First impressions count, and this new BT-50 scores highly on this measure. I did not like the previous model with its funny sloped nose and cheesy grin. The beefy new grille is in keeping with the latest Mazda brand identity and perfectly complements the narrow headlights.
The Active derivative we drove is the entry point to the range and is powered by a new 1.9-litre turbodiesel, coupled to a six-speed manual gearbox. It is rear-drive only and there is no auto option at this trim level.
While the diesel puts out a respectable 110kW and 350Nm, it tends to lag and bog down in the lower gears, which means it is not very accomplished at getting around town. Spooled up and on the open road, it felt more at home.

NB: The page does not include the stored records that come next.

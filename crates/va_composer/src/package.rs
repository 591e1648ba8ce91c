//! In-memory view of an OOXML package (the ZIP container behind a `.pptx`).

use std::io::{Cursor, Read, Write};

use quick_xml::events::Event;
use quick_xml::Reader;
use va_core::{Error, Result};
use zip::write::FileOptions;
use zip::{CompressionMethod, DateTime, ZipArchive, ZipWriter};

pub const CONTENT_TYPES: &str = "[Content_Types].xml";
pub const PRESENTATION_RELS: &str = "ppt/_rels/presentation.xml.rels";
pub const PRESENTATION: &str = "ppt/presentation.xml";

pub const REL_TYPE_SLIDE: &str =
    "http://schemas.openxmlformats.org/officeDocument/2006/relationships/slide";
pub const REL_TYPE_IMAGE: &str =
    "http://schemas.openxmlformats.org/officeDocument/2006/relationships/image";

/// Package parts in their original archive order.
#[derive(Debug, Clone, Default)]
pub struct Package {
    parts: Vec<(String, Vec<u8>)>,
}

/// One `<Relationship>` entry of a `.rels` part.
#[derive(Debug, Clone, PartialEq, Eq)]
pub struct Relationship {
    pub id: String,
    pub rel_type: String,
    pub target: String,
}

impl Package {
    pub fn read(bytes: &[u8]) -> Result<Self> {
        let mut archive = ZipArchive::new(Cursor::new(bytes))
            .map_err(|e| Error::Template(format!("Failed to open template archive: {}", e)))?;

        let mut parts = Vec::with_capacity(archive.len());
        for i in 0..archive.len() {
            let mut file = archive
                .by_index(i)
                .map_err(|e| Error::Template(format!("Failed to read archive entry: {}", e)))?;
            if file.is_dir() {
                continue;
            }
            let name = file.name().to_string();
            let mut data = Vec::with_capacity(file.size() as usize);
            file.read_to_end(&mut data)?;
            parts.push((name, data));
        }

        Ok(Self { parts })
    }

    pub fn get(&self, name: &str) -> Option<&[u8]> {
        self.parts
            .iter()
            .find(|(n, _)| n == name)
            .map(|(_, data)| data.as_slice())
    }

    pub fn get_str(&self, name: &str) -> Result<String> {
        let data = self
            .get(name)
            .ok_or_else(|| Error::Template(format!("Missing package part: {}", name)))?;
        String::from_utf8(data.to_vec())
            .map_err(|_| Error::Template(format!("Package part is not UTF-8: {}", name)))
    }

    pub fn contains(&self, name: &str) -> bool {
        self.get(name).is_some()
    }

    /// Replaces a part in place, or appends it when new.
    pub fn put(&mut self, name: &str, data: Vec<u8>) {
        match self.parts.iter_mut().find(|(n, _)| n == name) {
            Some(part) => part.1 = data,
            None => self.parts.push((name.to_string(), data)),
        }
    }

    pub fn part_names(&self) -> impl Iterator<Item = &str> {
        self.parts.iter().map(|(n, _)| n.as_str())
    }

    /// Writes the archive with fixed timestamps so identical parts give identical bytes.
    pub fn to_bytes(&self) -> Result<Vec<u8>> {
        let mut writer = ZipWriter::new(Cursor::new(Vec::new()));
        let options = FileOptions::default()
            .compression_method(CompressionMethod::Deflated)
            .last_modified_time(DateTime::default());

        for (name, data) in &self.parts {
            writer
                .start_file(name.as_str(), options)
                .map_err(|e| Error::Render(format!("Failed to write {}: {}", name, e)))?;
            writer.write_all(data)?;
        }

        let cursor = writer
            .finish()
            .map_err(|e| Error::Render(format!("Failed to finish archive: {}", e)))?;
        Ok(cursor.into_inner())
    }

    /// Path of the first slide in presentation order.
    pub fn first_slide_path(&self) -> Result<String> {
        let rels = self.relationships(PRESENTATION_RELS)?;
        let slide_rels: Vec<&Relationship> =
            rels.iter().filter(|r| r.rel_type == REL_TYPE_SLIDE).collect();

        // sldIdLst order wins; the rels file itself is unordered
        let ordered_ids = self
            .get_str(PRESENTATION)
            .ok()
            .map(|xml| slide_id_order(&xml))
            .transpose()?
            .unwrap_or_default();

        let chosen = ordered_ids
            .iter()
            .find_map(|id| slide_rels.iter().find(|r| &r.id == id))
            .copied()
            .or_else(|| {
                slide_rels
                    .iter()
                    .min_by_key(|r| extract_slide_number(&r.target).unwrap_or(usize::MAX))
                    .copied()
            })
            .ok_or_else(|| Error::Template("Template has no slides".to_string()))?;

        let path = resolve_target("ppt", &chosen.target);
        if !self.contains(&path) {
            return Err(Error::Template(format!("Slide part not found: {}", path)));
        }
        Ok(path)
    }

    /// Parses a `.rels` part. A missing part yields an empty list.
    pub fn relationships(&self, rels_path: &str) -> Result<Vec<Relationship>> {
        let Some(data) = self.get(rels_path) else {
            return Ok(Vec::new());
        };
        let content = String::from_utf8_lossy(data);
        let mut reader = Reader::from_str(&content);
        reader.trim_text(true);

        let mut rels = Vec::new();
        loop {
            match reader.read_event() {
                Ok(Event::Empty(ref e)) | Ok(Event::Start(ref e))
                    if local_name(e.name().as_ref()) == b"Relationship" =>
                {
                    let mut rel = Relationship {
                        id: String::new(),
                        rel_type: String::new(),
                        target: String::new(),
                    };
                    for attr in e.attributes().flatten() {
                        let value = String::from_utf8_lossy(&attr.value).to_string();
                        match attr.key.as_ref() {
                            b"Id" => rel.id = value,
                            b"Type" => rel.rel_type = value,
                            b"Target" => rel.target = value,
                            _ => {}
                        }
                    }
                    rels.push(rel);
                }
                Ok(Event::Eof) => break,
                Err(e) => {
                    return Err(Error::Template(format!(
                        "Error parsing relationships in {}: {}",
                        rels_path, e
                    )))
                }
                _ => {}
            }
        }
        Ok(rels)
    }

    /// Adds a relationship to `rels_path`, creating the part if needed, and returns its id.
    pub fn add_relationship(&mut self, rels_path: &str, rel_type: &str, target: &str) -> Result<String> {
        let existing = self.relationships(rels_path)?;
        let next = existing
            .iter()
            .filter_map(|r| r.id.strip_prefix("rId")?.parse::<usize>().ok())
            .max()
            .unwrap_or(0)
            + 1;
        let id = format!("rId{}", next);
        let entry = format!(
            r#"<Relationship Id="{}" Type="{}" Target="{}"/>"#,
            id,
            rel_type,
            quick_xml::escape::escape(target)
        );

        let xml = match self.get(rels_path) {
            Some(data) => {
                let content = String::from_utf8_lossy(data).to_string();
                insert_before_close(&content, "</Relationships>", &entry).ok_or_else(|| {
                    Error::Template(format!("Malformed relationships part: {}", rels_path))
                })?
            }
            None => format!(
                concat!(
                    r#"<?xml version="1.0" encoding="UTF-8" standalone="yes"?>"#,
                    r#"<Relationships xmlns="http://schemas.openxmlformats.org/package/2006/relationships">{}</Relationships>"#
                ),
                entry
            ),
        };
        self.put(rels_path, xml.into_bytes());
        Ok(id)
    }

    /// Registers a default content type for `extension` unless one is present.
    pub fn ensure_default_content_type(&mut self, extension: &str, content_type: &str) -> Result<()> {
        let xml = self.get_str(CONTENT_TYPES)?;
        let needle = format!(r#"Extension="{}""#, extension);
        if xml.to_ascii_lowercase().contains(&needle.to_ascii_lowercase()) {
            return Ok(());
        }
        let entry = format!(
            r#"<Default Extension="{}" ContentType="{}"/>"#,
            extension, content_type
        );
        let updated = insert_before_close(&xml, "</Types>", &entry)
            .ok_or_else(|| Error::Template("Malformed [Content_Types].xml".to_string()))?;
        self.put(CONTENT_TYPES, updated.into_bytes());
        Ok(())
    }

    /// First free name of the form `{stem}{n}.{ext}` under `dir`.
    pub fn unused_part_name(&self, dir: &str, stem: &str, ext: &str) -> String {
        (1..)
            .map(|n| format!("{}/{}{}.{}", dir, stem, n, ext))
            .find(|name| !self.contains(name))
            .unwrap_or_else(|| format!("{}/{}.{}", dir, stem, ext))
    }
}

/// `ppt/slides/slide1.xml` → `ppt/slides/_rels/slide1.xml.rels`
pub fn rels_path_for(part: &str) -> String {
    match part.rsplit_once('/') {
        Some((dir, file)) => format!("{}/_rels/{}.rels", dir, file),
        None => format!("_rels/{}.rels", part),
    }
}

/// Resolves a relationship target relative to the directory of its source part.
pub fn resolve_target(base_dir: &str, target: &str) -> String {
    if let Some(absolute) = target.strip_prefix('/') {
        return absolute.to_string();
    }
    let mut segments: Vec<&str> = base_dir.split('/').filter(|s| !s.is_empty()).collect();
    for segment in target.split('/') {
        match segment {
            "" | "." => {}
            ".." => {
                segments.pop();
            }
            s => segments.push(s),
        }
    }
    segments.join("/")
}

/// Strips the namespace prefix from an XML name.
pub fn local_name(name: &[u8]) -> &[u8] {
    match name.iter().rposition(|&b| b == b':') {
        Some(pos) => &name[pos + 1..],
        None => name,
    }
}

fn slide_id_order(presentation_xml: &str) -> Result<Vec<String>> {
    let mut reader = Reader::from_str(presentation_xml);
    reader.trim_text(true);

    let mut ids = Vec::new();
    loop {
        match reader.read_event() {
            Ok(Event::Empty(ref e)) | Ok(Event::Start(ref e))
                if local_name(e.name().as_ref()) == b"sldId" =>
            {
                for attr in e.attributes().flatten() {
                    if local_name(attr.key.as_ref()) == b"id" && attr.key.as_ref() != b"id" {
                        ids.push(String::from_utf8_lossy(&attr.value).to_string());
                    }
                }
            }
            Ok(Event::Eof) => break,
            Err(e) => {
                return Err(Error::Template(format!(
                    "Error parsing presentation.xml: {}",
                    e
                )))
            }
            _ => {}
        }
    }
    Ok(ids)
}

/// Extracts the trailing number from names like `rId3` or `slides/slide12.xml`.
fn extract_slide_number(s: &str) -> Option<usize> {
    let stem = s.rsplit('/').next()?.trim_end_matches(".xml");
    let digits: String = stem
        .chars()
        .rev()
        .take_while(|c| c.is_ascii_digit())
        .collect::<Vec<_>>()
        .into_iter()
        .rev()
        .collect();
    digits.parse().ok()
}

fn insert_before_close(xml: &str, closing_tag: &str, entry: &str) -> Option<String> {
    let pos = xml.rfind(closing_tag)?;
    let mut out = String::with_capacity(xml.len() + entry.len());
    out.push_str(&xml[..pos]);
    out.push_str(entry);
    out.push_str(&xml[pos..]);
    Some(out)
}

Overtaking was fairly easy and we managed to do 120km/h going up most hills without having to drop down to a lower gear. We did discover a major bonus of that smaller displacement engine – our average fuel consumption was a frugal 8.9 litres/100km.
While the interior is all new, it already feels a little behind the curve and I think Mazda could have done a more thorough job here. We found the infotainment system a little fussy and difficult to figure out, though it does feature Apple CarPlay and Android Auto as standard, along with Bluetooth connection for devices. The instrument cluster is a high point, though is let down by the overall feel of the interior. I also did not get on too well with the seats. I am a big-framed person, and found the back rest too narrow, while my shoulders were tightly squeezed by the seat’s side supports.
The one thing that really disappointed was the suspension. We found it way too hard and bumpy compared to bakkie rivals. I doubt it was built for African conditions. Driving in suburbs where road maintenance is a myth, the pot holes exaggerated the over-firm set-up, and on gravel it wasn’t much better at all. There are definitely a couple of fitment centres that will be waiting for BT-50 drivers to come in for a suspension upgrade. Even when heavily loaded with five adults and all their luggage, the ride comfort was still bumpier than one expects from a leaf-sprung rear. The upside? The BT-50 felt confident on the open road and was well planted on the twists and turns.
Pricing for the rear-drive Active 1.9 we drove is set at R611 900, which we felt was steep for an entry-level derivative. It offers good looks and decent fuel consumption but is let down by a lacklustre interior and an over-firm ride.
The Individual derivative is offered with a 4×4 drivetrain coupled to a 3.0-litre turbodiesel with 140kW and 450Nm, which should put it in another league – or at least enough to justify the R793 400 price sticker. We are keen to drive this derivative soon, as it is no doubt more refined and likely to be a superior gravel travel companion.